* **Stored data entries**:
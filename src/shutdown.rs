//! Graceful shutdown handling.
//!
//! The web server and the optional metrics server both wait on one
//! [`ShutdownCoordinator`]; an OS signal or an explicit call to
//! [`ShutdownCoordinator::shutdown`] stops them together.

use std::sync::atomic::{AtomicBool, Ordering};
use std::sync::Arc;
use tokio::sync::watch;
use tracing::info;

/// Shutdown coordinator shared by every running server.
#[derive(Clone)]
pub struct ShutdownCoordinator {
    /// Watch channel for checking if shutdown is in progress.
    shutdown_watch: watch::Receiver<bool>,
    /// Internal sender for watch channel.
    shutdown_watch_tx: Arc<watch::Sender<bool>>,
    /// Flag indicating if shutdown has been initiated.
    is_shutting_down: Arc<AtomicBool>,
}

impl ShutdownCoordinator {
    /// Create a new shutdown coordinator.
    pub fn new() -> Self {
        let (shutdown_watch_tx, shutdown_watch) = watch::channel(false);

        Self {
            shutdown_watch,
            shutdown_watch_tx: Arc::new(shutdown_watch_tx),
            is_shutting_down: Arc::new(AtomicBool::new(false)),
        }
    }

    /// Check if shutdown is in progress.
    pub fn is_shutting_down(&self) -> bool {
        self.is_shutting_down.load(Ordering::SeqCst)
    }

    /// Initiate shutdown. Later calls are no-ops.
    pub fn shutdown(&self) {
        if self
            .is_shutting_down
            .compare_exchange(false, true, Ordering::SeqCst, Ordering::SeqCst)
            .is_ok()
        {
            info!("Initiating graceful shutdown");
            let _ = self.shutdown_watch_tx.send(true);
        }
    }

    /// Wait for shutdown signal.
    pub async fn wait_for_shutdown(&self) {
        let mut rx = self.shutdown_watch.clone();
        while !*rx.borrow() {
            if rx.changed().await.is_err() {
                break;
            }
        }
    }
}

impl Default for ShutdownCoordinator {
    fn default() -> Self {
        Self::new()
    }
}

/// Signal handler for graceful shutdown.
pub struct SignalHandler {
    coordinator: ShutdownCoordinator,
}

impl SignalHandler {
    /// Create a new signal handler.
    pub fn new(coordinator: ShutdownCoordinator) -> Self {
        Self { coordinator }
    }

    /// Wait for SIGTERM or SIGINT, then trigger shutdown.
    #[cfg(unix)]
    pub async fn run(self) {
        use tokio::signal::unix::{signal, SignalKind};

        let (mut sigterm, mut sigint) =
            match (signal(SignalKind::terminate()), signal(SignalKind::interrupt())) {
                (Ok(term), Ok(int)) => (term, int),
                (Err(e), _) | (_, Err(e)) => {
                    tracing::error!(error = %e, "Failed to install signal handlers");
                    return;
                }
            };

        tokio::select! {
            _ = sigterm.recv() => {
                info!("Received SIGTERM");
            }
            _ = sigint.recv() => {
                info!("Received SIGINT");
            }
        }

        self.coordinator.shutdown();
    }

    /// Wait for Ctrl+C, then trigger shutdown.
    #[cfg(windows)]
    pub async fn run(self) {
        if tokio::signal::ctrl_c().await.is_ok() {
            info!("Received Ctrl+C");
        }
        self.coordinator.shutdown();
    }
}
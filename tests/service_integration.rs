//! Prediction service integration tests
//!
//! Submit, classify and persist against a real SQLite file.

#[allow(dead_code)]
mod common;

use common::{
    benign_features, features_with_radius, malignant_features, radius_threshold_artifact,
    TestDataGenerator, TestEnv,
};
use oncopredict::compute::{load_classifier, ClassifierKind, Scaler};
use oncopredict::error::FaultKind;
use oncopredict::features::parse_features;
use oncopredict::{
    FeatureVector, Label, PredictError, PredictionService, SubmitOutcome, FEATURE_COUNT,
};
use std::sync::Arc;
use std::thread;

// =============================================================================
// Validation
// =============================================================================

#[test]
fn test_wrong_feature_count_writes_nothing() {
    let env = TestEnv::new();
    let service = env.artifact_service();

    for count in [0usize, 1, 29, 31] {
        let raw = vec!["1.0"; count].join(",");
        let err = service.submit("alice", &raw).unwrap_err();
        match err {
            PredictError::FeatureCount { expected, actual } => {
                assert_eq!(expected, 30);
                assert_eq!(actual, count);
            }
            other => panic!("unexpected error for {} values: {:?}", count, other),
        }
    }

    assert_eq!(service.store().count().unwrap(), 0);
}

#[test]
fn test_non_numeric_value_writes_nothing() {
    let env = TestEnv::new();
    let service = env.artifact_service();

    let mut values: Vec<String> = (0..30).map(|i| i.to_string()).collect();
    values[7] = "abc".into();
    let err = service.submit("alice", &values.join(",")).unwrap_err();

    assert!(matches!(err, PredictError::InvalidFeature(ref v) if v == "abc"));
    assert_eq!(err.kind(), FaultKind::Validation);
    assert_eq!(service.store().count().unwrap(), 0);
}

#[test]
fn test_blank_username_rejected() {
    let env = TestEnv::new();
    let service = env.artifact_service();

    for name in ["", "   ", "\t"] {
        let err = service.submit(name, &benign_features()).unwrap_err();
        assert!(matches!(err, PredictError::EmptyName));
    }
    assert_eq!(service.store().count().unwrap(), 0);
}

// =============================================================================
// Classification and persistence
// =============================================================================

#[test]
fn test_artifact_labels_are_stored() {
    let env = TestEnv::new();
    let service = env.artifact_service();
    assert_eq!(service.classifier_kind(), ClassifierKind::Artifact);

    let benign = service.submit("alice", &benign_features()).unwrap();
    let malignant = service.submit("bob", &malignant_features()).unwrap();

    assert_eq!(benign.label(), Label::Benign);
    assert_eq!(malignant.label(), Label::Malignant);
    assert!(benign.is_saved() && malignant.is_saved());

    let listing = service.history();
    assert!(listing.error.is_none());
    assert_eq!(listing.records.len(), 2);
    assert_eq!(listing.records[0].username, "bob");
    assert_eq!(listing.records[0].label, Label::Malignant);
    assert_eq!(listing.records[1].username, "alice");
    assert_eq!(listing.records[1].label, Label::Benign);
}

#[test]
fn test_missing_artifact_falls_back_to_stub() {
    let env = TestEnv::new();
    // model_path is never written
    let service = PredictionService::new(
        oncopredict::compute::load_classifier(&env.model_path),
        env.ready_store(),
    );
    assert_eq!(service.classifier_kind(), ClassifierKind::Stub);

    let mut gen = TestDataGenerator::new(7);
    for _ in 0..5 {
        let outcome = service.submit("carol", &gen.feature_csv()).unwrap();
        assert_eq!(outcome.label(), Label::Benign);
    }
    // A feature set the real model would call malignant is still benign.
    let outcome = service.submit("carol", &malignant_features()).unwrap();
    assert_eq!(outcome.label(), Label::Benign);

    assert_eq!(service.store().count().unwrap(), 6);
}

#[test]
fn test_features_round_trip_in_column_order() {
    let env = TestEnv::new();
    let service = env.stub_service();

    let values: Vec<f64> = (1..=30).map(|i| i as f64 + 0.25).collect();
    let raw = values
        .iter()
        .map(|v| v.to_string())
        .collect::<Vec<_>>()
        .join(", ");

    let outcome = service.submit("  dave  ", &raw).unwrap();
    let id = match outcome {
        SubmitOutcome::Saved { id, .. } => id,
        other => panic!("expected saved outcome, got {:?}", other),
    };

    let records = service.history().records;
    assert_eq!(records.len(), 1);
    let record = &records[0];
    assert_eq!(record.id, id);
    assert_eq!(record.username, "dave");
    assert_eq!(record.features, FeatureVector::from_slice(&values).unwrap());
    assert_eq!(record.features.mean_radius, 1.25);
    assert_eq!(record.features.worst_fractal_dimension, 30.25);
}

#[test]
fn test_scaled_artifact_stores_raw_values() {
    let env = TestEnv::new();
    radius_threshold_artifact()
        .with_scaler(Scaler::Standard {
            mean: vec![100.0; FEATURE_COUNT],
            scale: vec![3.0; FEATURE_COUNT],
        })
        .save(&env.model_path)
        .unwrap();
    let service = PredictionService::new(load_classifier(&env.model_path), env.ready_store());
    assert_eq!(service.classifier_kind(), ClassifierKind::Artifact);

    let mut gen = TestDataGenerator::new(21);
    let raw = gen.feature_csv();
    let parsed = parse_features(&raw).unwrap();

    let outcome = service.submit("grace", &raw).unwrap();
    assert!(outcome.is_saved());

    let records = service.history().records;
    assert_eq!(records.len(), 1);
    assert_eq!(records[0].features.to_array(), parsed.to_array());
}

#[test]
fn test_history_newest_first() {
    let env = TestEnv::new();
    let service = env.artifact_service();

    let mut ids = Vec::new();
    for i in 0..12 {
        let radius = if i % 2 == 0 { 10.0 } else { 20.0 };
        match service
            .submit(&format!("user{}", i), &features_with_radius(radius))
            .unwrap()
        {
            SubmitOutcome::Saved { id, .. } => ids.push(id),
            other => panic!("expected saved outcome, got {:?}", other),
        }
    }

    let records = service.history().records;
    assert_eq!(records.len(), 12);

    let listed: Vec<i64> = records.iter().map(|r| r.id).collect();
    ids.reverse();
    assert_eq!(listed, ids);
    assert!(records.windows(2).all(|w| w[0].timestamp >= w[1].timestamp));
    assert_eq!(records[0].username, "user11");
}

// =============================================================================
// Storage faults
// =============================================================================

#[test]
fn test_unsaved_when_table_missing() {
    let env = TestEnv::new();
    let classifier = oncopredict::compute::load_classifier(&env.model_path);
    // Schema is never created.
    let service = PredictionService::new(classifier, env.store());

    let outcome = service.submit("erin", &benign_features()).unwrap();
    match outcome {
        SubmitOutcome::Unsaved { label, reason } => {
            assert_eq!(label, Label::Benign);
            assert!(!reason.is_empty());
        }
        other => panic!("expected unsaved outcome, got {:?}", other),
    }

    let listing = service.history();
    assert!(listing.records.is_empty());
    assert!(listing.error.is_some());
}

#[test]
fn test_unreadable_database_location() {
    let env = TestEnv::new();
    // A directory cannot be opened as a database file.
    let store = oncopredict::store::RecordStore::new(env.temp_dir.path());
    let service = PredictionService::new(
        oncopredict::compute::load_classifier(&env.model_path),
        store,
    );

    let outcome = service.submit("frank", &benign_features()).unwrap();
    assert!(!outcome.is_saved());
    assert!(service.history().error.is_some());
}

// =============================================================================
// Concurrency
// =============================================================================

#[test]
fn test_concurrent_submissions_all_persisted() {
    let env = TestEnv::new();
    let service = Arc::new(env.artifact_service());

    let threads = 8;
    let per_thread = 10;

    let handles: Vec<_> = (0..threads)
        .map(|t| {
            let service = service.clone();
            thread::spawn(move || {
                let mut gen = TestDataGenerator::new(t as u64);
                let mut ids = Vec::new();
                for _ in 0..per_thread {
                    match service.submit(&gen.username(6), &gen.feature_csv()) {
                        Ok(SubmitOutcome::Saved { id, .. }) => ids.push(id),
                        other => panic!("submission not saved: {:?}", other),
                    }
                }
                ids
            })
        })
        .collect();

    let mut ids: Vec<i64> = handles
        .into_iter()
        .flat_map(|h| h.join().unwrap())
        .collect();
    ids.sort_unstable();
    ids.dedup();

    assert_eq!(ids.len(), threads * per_thread);
    assert_eq!(service.store().count().unwrap(), threads * per_thread);
    assert_eq!(service.history().records.len(), threads * per_thread);
}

* **TASK ITEM**: Pull from the data each line where the string "progress" turns up.

* **RESPONSE TO THE TASK**:
    /// Watch channel for checking if shutdown is in progress.
    /// Check if shutdown is in progress.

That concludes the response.